Önce şaşırdı Castiel. Kıza baktı. Kafasını göğe kaldırdı ve haykırarak ağlamaya başladı. Sonra öfkelendi ve etrafı yakıp yıkmaya başladı. Ork kabilelerini kuruldukları dağların eteklerine döktü. Yüzgeçlileri zehirli sularda boğdu. Kazıcıların evleri onlara mezar oldu. Elf kasabalarını yerle yeksan etti ve o güzel kanatlı ejderhaların kemiklerini söktü.
Olanları Alathriel'e anlattı uzun uzun. Görevi bırakmak istediğini söyledi. Buna layık olmadığını, zalim bir hayvandan fazlası olmadığını söyledi. Sözleri bittiğinde uzun bir sessizlik oldu. Alathriel bir tokatla yere devirdi Castiel'i. Elflerin saçı siyah olmazdı. Nymph'in oyununa gelecek kadar saf olduğuna inanamıyordu.

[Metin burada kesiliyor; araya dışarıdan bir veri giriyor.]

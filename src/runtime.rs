use std::{io::Write, path::Path};

use crate::{
    analysis::{self, Locals},
    ast::{printer::AstPrinter, Parser, Stmt, StmtVisitor},
    interpreter::Interpreter,
    lexer::{Scanner, Token},
    TlpsError,
};

/// A parsed and resolved source file, ready to be handed to an interpreter.
#[derive(Debug)]
pub struct Program {
    pub stmts: Vec<Stmt>,
    pub locals: Locals,
}

/// Runs the compile-time half of the pipeline: scanning, parsing and
/// resolution. Every diagnostic from every stage is collected; if any stage
/// reported a problem the program is not returned.
pub fn compile(source: &str) -> Result<Program, Vec<TlpsError>> {
    let mut errors = Vec::new();

    let tokens: Vec<Token> = Scanner::new(source)
        .filter_map(|token| match token {
            Ok(token) => Some(token),
            Err(e) => {
                errors.push(e);
                None
            }
        })
        .collect();
    tracing::debug!(tokens = tokens.len(), errors = errors.len(), "scanned source");

    let (stmts, parse_errors) = Parser::new(tokens).parse();
    tracing::debug!(statements = stmts.len(), errors = parse_errors.len(), "parsed source");
    errors.extend(parse_errors);

    // Resolving a partially parsed tree only produces noise.
    if !errors.is_empty() {
        return Err(errors);
    }

    let (locals, resolve_errors) = analysis::resolve(&stmts);
    tracing::debug!(locals = locals.len(), errors = resolve_errors.len(), "resolved variables");

    if !resolve_errors.is_empty() {
        return Err(resolve_errors);
    }

    Ok(Program { stmts, locals })
}

/// Owns one interpreter (and so one global scope) across any number of runs,
/// tracking whether compile-time or runtime errors have been reported.
pub struct Runtime {
    interpreter: Interpreter,
    errors: Box<dyn Write>,
    had_error: bool,
    had_runtime_error: bool,
    debug: bool,
}

impl Runtime {
    pub fn new() -> Self {
        Self::default()
    }

    pub fn with_output<W: Write + 'static>(self, output: W) -> Self {
        Self {
            interpreter: self.interpreter.with_output(Box::new(output)),
            ..self
        }
    }

    pub fn with_errors<W: Write + 'static>(self, errors: W) -> Self {
        Self {
            errors: Box::new(errors),
            ..self
        }
    }

    /// When enabled, each program's syntax tree is written to the error sink
    /// before it is evaluated.
    pub fn with_debug(self, debug: bool) -> Self {
        Self { debug, ..self }
    }

    pub fn had_error(&self) -> bool {
        self.had_error
    }

    pub fn had_runtime_error(&self) -> bool {
        self.had_runtime_error
    }

    pub fn reset_errors(&mut self) {
        self.had_error = false;
        self.had_runtime_error = false;
    }

    /// Compiles and evaluates `source` against the persistent global scope,
    /// reporting and returning any diagnostics produced along the way.
    #[tracing::instrument(level = "debug", skip_all, fields(bytes = source.len()))]
    pub fn run(&mut self, source: &str) -> Vec<TlpsError> {
        let program = match compile(source) {
            Ok(program) => program,
            Err(errors) => {
                self.had_error = true;
                errors.iter().for_each(|e| self.report(e));
                return errors;
            }
        };

        if self.debug {
            let mut printer = AstPrinter {};
            for stmt in program.stmts.iter() {
                let rendered = printer.visit_stmt(stmt);
                if let Err(e) = writeln!(self.errors, "{}", rendered) {
                    tracing::warn!(error = %e, "unable to write debug output");
                }
            }
        }

        self.interpreter.resolve(program.locals);
        let result = self.interpreter.interpret(&program.stmts);
        self.interpreter.flush();

        match result {
            Ok(()) => Vec::new(),
            Err(e) => {
                tracing::debug!(error = %e, "evaluation aborted");
                self.had_runtime_error = true;
                self.report(&e);
                vec![e]
            }
        }
    }

    /// Loads a script and runs it with includes resolved relative to the
    /// script's own directory. Failing to read the file is the only error
    /// returned directly; diagnostics from the script itself are in the list.
    pub fn run_file<P: AsRef<Path>>(&mut self, path: P) -> Result<Vec<TlpsError>, TlpsError> {
        let path = path.as_ref();
        let source = std::fs::read_to_string(path)?;

        if let Some(dir) = path.parent() {
            self.interpreter.set_base_path(dir);
        }

        tracing::debug!(path = %path.display(), "running file");
        Ok(self.run(&source))
    }

    fn report(&mut self, error: &TlpsError) {
        if let Err(e) = writeln!(self.errors, "{}", error) {
            tracing::warn!(error = %e, "unable to report diagnostic");
        }
    }
}

impl Default for Runtime {
    fn default() -> Self {
        Self {
            interpreter: Interpreter::default(),
            errors: Box::new(std::io::stderr()),
            had_error: false,
            had_runtime_error: false,
            debug: false,
        }
    }
}
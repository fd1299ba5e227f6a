mod core;
pub mod analysis;
pub mod ast;
pub mod cmdline;
pub mod interpreter;
pub mod lexer;
pub mod runtime;

pub use crate::core::errors::{self, TlpsError};
pub use crate::core::CaptureOutput;
pub use runtime::Runtime;
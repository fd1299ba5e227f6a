use std::{
    cell::RefCell,
    fmt::{Debug, Display},
    rc::Rc,
};

use fnv::FnvHashMap;

use crate::{errors, lexer::Token, TlpsError};

use super::{fun::Closure, Callable, Interpreter, Value};

pub struct Class {
    name: String,
    superclass: Option<Rc<Class>>,
    methods: FnvHashMap<String, Rc<Closure>>,
}

impl Class {
    pub fn new<S: Into<String>>(name: S, superclass: Option<Rc<Class>>, methods: FnvHashMap<String, Rc<Closure>>) -> Self {
        Self {
            name: name.into(),
            superclass,
            methods,
        }
    }

    pub fn name(&self) -> &str {
        &self.name
    }

    pub fn superclass(&self) -> Option<&Rc<Class>> {
        self.superclass.as_ref()
    }

    /// Searches this class, then each superclass outward.
    pub fn find_method(&self, name: &str) -> Option<Rc<Closure>> {
        match self.methods.get(name) {
            Some(method) => Some(method.clone()),
            None => self.superclass.as_ref().and_then(|s| s.find_method(name)),
        }
    }

    pub fn arity(&self) -> usize {
        self.find_method("init").map(|init| init.arity()).unwrap_or(0)
    }

    /// Calling a class creates an instance and runs `init` against it, if the
    /// class (or an ancestor) has one. The result is always the new instance.
    pub fn instantiate(class: &Rc<Class>, interpreter: &mut Interpreter, args: Vec<Value>) -> Result<Value, TlpsError> {
        let instance = Instance::new(class.clone());

        if let Some(init) = class.find_method("init") {
            init.bind(&instance).call(interpreter, args)?;
        }

        Ok(Value::Instance(instance))
    }
}

impl Display for Class {
    fn fmt(&self, f: &mut std::fmt::Formatter) -> std::fmt::Result {
        write!(f, "{}", &self.name)
    }
}

impl Debug for Class {
    fn fmt(&self, f: &mut std::fmt::Formatter) -> std::fmt::Result {
        write!(f, "<class {}>", &self.name)
    }
}

#[derive(Clone)]
pub struct Instance(Rc<InstanceData>);

struct InstanceData {
    class: Rc<Class>,
    fields: RefCell<FnvHashMap<String, Value>>,
}

impl Instance {
    pub fn new(class: Rc<Class>) -> Self {
        Instance(Rc::new(InstanceData {
            class,
            fields: RefCell::new(FnvHashMap::default()),
        }))
    }

    pub fn class(&self) -> &Rc<Class> {
        &self.0.class
    }

    /// Fields shadow methods; methods are returned bound to this instance.
    pub fn get(&self, name: &Token) -> Result<Value, TlpsError> {
        if let Some(value) = self.0.fields.borrow().get(name.lexeme()) {
            return Ok(value.clone());
        }

        match self.0.class.find_method(name.lexeme()) {
            Some(method) => Ok(Value::Callable(Callable::Closure(Rc::new(method.bind(self))))),
            None => Err(errors::runtime(
                name,
                format!("Undefined property '{}' on {} instance.", name.lexeme(), self.0.class.name()),
            )),
        }
    }

    pub fn set(&self, name: &Token, value: Value) {
        self.0.fields.borrow_mut().insert(name.lexeme().to_string(), value);
    }
}

impl PartialEq for Instance {
    fn eq(&self, other: &Self) -> bool {
        Rc::ptr_eq(&self.0, &other.0)
    }
}

impl Display for Instance {
    fn fmt(&self, f: &mut std::fmt::Formatter) -> std::fmt::Result {
        write!(f, "{} instance", self.0.class.name())
    }
}

impl Debug for Instance {
    fn fmt(&self, f: &mut std::fmt::Formatter) -> std::fmt::Result {
        write!(f, "<{} instance>", self.0.class.name())
    }
}

#[cfg(test)]
mod tests {
    use crate::lexer::TokenType;

    use super::*;

    fn id(name: &str) -> Token {
        Token::new(TokenType::Identifier, name, None, 1)
    }

    #[test]
    fn fields_are_dynamic() {
        let class = Rc::new(Class::new("Point", None, FnvHashMap::default()));
        let point = Instance::new(class.clone());

        assert_eq!(
            point.get(&id("x")).expect_err("no field yet").to_string(),
            "Undefined property 'x' on Point instance.\n[line 1]"
        );

        point.set(&id("x"), Value::Number(3.0));
        assert_eq!(point.get(&id("x")).expect("field was set"), Value::Number(3.0));
        assert!(Rc::ptr_eq(point.class(), &class));
    }

    #[test]
    fn class_without_init_takes_no_arguments() {
        let base = Rc::new(Class::new("Base", None, FnvHashMap::default()));
        let derived = Class::new("Derived", Some(base.clone()), FnvHashMap::default());

        assert_eq!(derived.arity(), 0);
        assert!(derived.find_method("init").is_none());
        assert_eq!(derived.superclass().map(|s| s.name()), Some("Base"));
        assert_eq!(Instance::new(base).to_string(), "Base instance");
    }
}
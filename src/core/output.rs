use std::{cell::RefCell, rc::Rc};

/// A cloneable `Write` sink which keeps everything written to it, so that a
/// script's output (or its diagnostics) can be inspected after it has run.
#[derive(Debug, Clone, Default)]
pub struct CaptureOutput {
    into: Rc<RefCell<Vec<u8>>>,
}

impl CaptureOutput {
    pub fn new() -> Self {
        Self::default()
    }

    /// Decoded as a whole, so characters split across writes survive.
    pub fn contents(&self) -> String {
        String::from_utf8_lossy(&self.into.borrow()).into_owned()
    }
}

impl std::io::Write for CaptureOutput {
    fn write(&mut self, buf: &[u8]) -> std::io::Result<usize> {
        self.into.borrow_mut().extend_from_slice(buf);
        Ok(buf.len())
    }

    fn flush(&mut self) -> std::io::Result<()> {
        Ok(())
    }
}

impl std::fmt::Display for CaptureOutput {
    fn fmt(&self, f: &mut std::fmt::Formatter) -> std::fmt::Result {
        write!(f, "{}", self.contents())
    }
}

#[cfg(test)]
mod tests {
    use std::io::Write;

    use super::*;

    #[test]
    fn clones_share_the_buffer() {
        let capture = CaptureOutput::new();
        let mut writer = capture.clone();
        writeln!(writer, "hello").expect("writing to memory");
        write!(writer, "world").expect("writing to memory");

        assert_eq!(capture.contents(), "hello\nworld");
    }

    #[test]
    fn multibyte_characters_split_across_writes() {
        let capture = CaptureOutput::new();
        let mut writer = capture.clone();
        let bytes = "héllo".as_bytes();

        writer.write_all(&bytes[..2]).expect("writing to memory");
        writer.write_all(&bytes[2..]).expect("writing to memory");

        assert_eq!(capture.contents(), "héllo");
        assert_eq!(capture.to_string(), "héllo");
    }
}
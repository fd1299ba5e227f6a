pub mod errors;
mod output;
mod stack;

pub use output::CaptureOutput;
pub(crate) use stack::ensure_sufficient_stack;
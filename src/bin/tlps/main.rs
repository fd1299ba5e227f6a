use std::{io::Write, process::ExitCode};

use tlps::{
    cmdline::{self, CommandLineOptions},
    Runtime, TlpsError,
};

const EXIT_USAGE: u8 = 64;
const EXIT_COMPILE_ERROR: u8 = 65;
const EXIT_IO_ERROR: u8 = 66;
const EXIT_RUNTIME_ERROR: u8 = 70;

fn main() -> ExitCode {
    init_tracing();

    let options = CommandLineOptions::parse();
    if options.help {
        println!("{}", cmdline::USAGE);
        return ExitCode::SUCCESS;
    }

    if options.is_usage_error() {
        eprintln!("{}", cmdline::USAGE);
        return ExitCode::from(EXIT_USAGE);
    }

    let mut runtime = Runtime::new().with_debug(options.debug);

    let result = match &options.file {
        Some(filename) => run_file(&mut runtime, filename),
        None => run_prompt(&mut runtime),
    };

    match result {
        Ok(code) => code,
        Err(e) => {
            eprintln!("{}", e);
            ExitCode::from(EXIT_IO_ERROR)
        }
    }
}

/// Installs a log subscriber writing to stderr, only when `RUST_LOG` is set.
fn init_tracing() {
    use tracing_subscriber::{fmt, prelude::*, EnvFilter};

    if std::env::var("RUST_LOG").is_ok() {
        tracing_subscriber::registry()
            .with(fmt::layer().with_writer(std::io::stderr).with_target(true).with_level(true))
            .with(EnvFilter::from_default_env())
            .init();
    }
}

fn run_file(runtime: &mut Runtime, filename: &str) -> Result<ExitCode, TlpsError> {
    runtime.run_file(filename)?;

    if runtime.had_error() {
        Ok(ExitCode::from(EXIT_COMPILE_ERROR))
    } else if runtime.had_runtime_error() {
        Ok(ExitCode::from(EXIT_RUNTIME_ERROR))
    } else {
        Ok(ExitCode::SUCCESS)
    }
}

fn run_prompt(runtime: &mut Runtime) -> Result<ExitCode, TlpsError> {
    let mut entry = String::new();
    let mut line = String::new();

    loop {
        print!("{}", cmdline::prompt(!entry.is_empty()));
        std::io::stdout().flush()?;

        line.clear();
        if std::io::stdin().read_line(&mut line)? == 0 {
            if !entry.is_empty() {
                run_entry(runtime, &entry);
            }

            println!();
            return Ok(ExitCode::SUCCESS);
        }

        let text = line.trim_end_matches(['\n', '\r']);

        if text.trim().is_empty() {
            if !entry.is_empty() {
                run_entry(runtime, &entry);
                entry.clear();
            }
            continue;
        }

        entry.push_str(text);
        entry.push('\n');

        if !cmdline::continues_block(text) {
            run_entry(runtime, &entry);
            entry.clear();
        }
    }
}

fn run_entry(runtime: &mut Runtime, entry: &str) {
    runtime.reset_errors();
    runtime.run(entry);
}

Olanları anladığında her şeye olan inancını kaybetti Castiel. Bir zindana kapattı kendini ve her şeyi kara kaplı defterine yazdı. Mührü kırdı ve o an Dünya boyut değiştirmeye başladı. Eskinin varlıkları deforme oldu. Orman elfleri kısalıp aptallaştı, insan oldu. Boş kalan dağlar aciz goblinlerle doldu. Gökyüzünün incisi wyvern'ler, uçmak bilmez sürüngenler oldu. O güzel kanatlı ejderhalar hiç var olmamacasına yok oldu. Tek kıta parçalandı, ateş ve suyla doldu.
Tanrılar Dünya'yı terk etti. Eskinin Mastria'sı, Aerth oldu.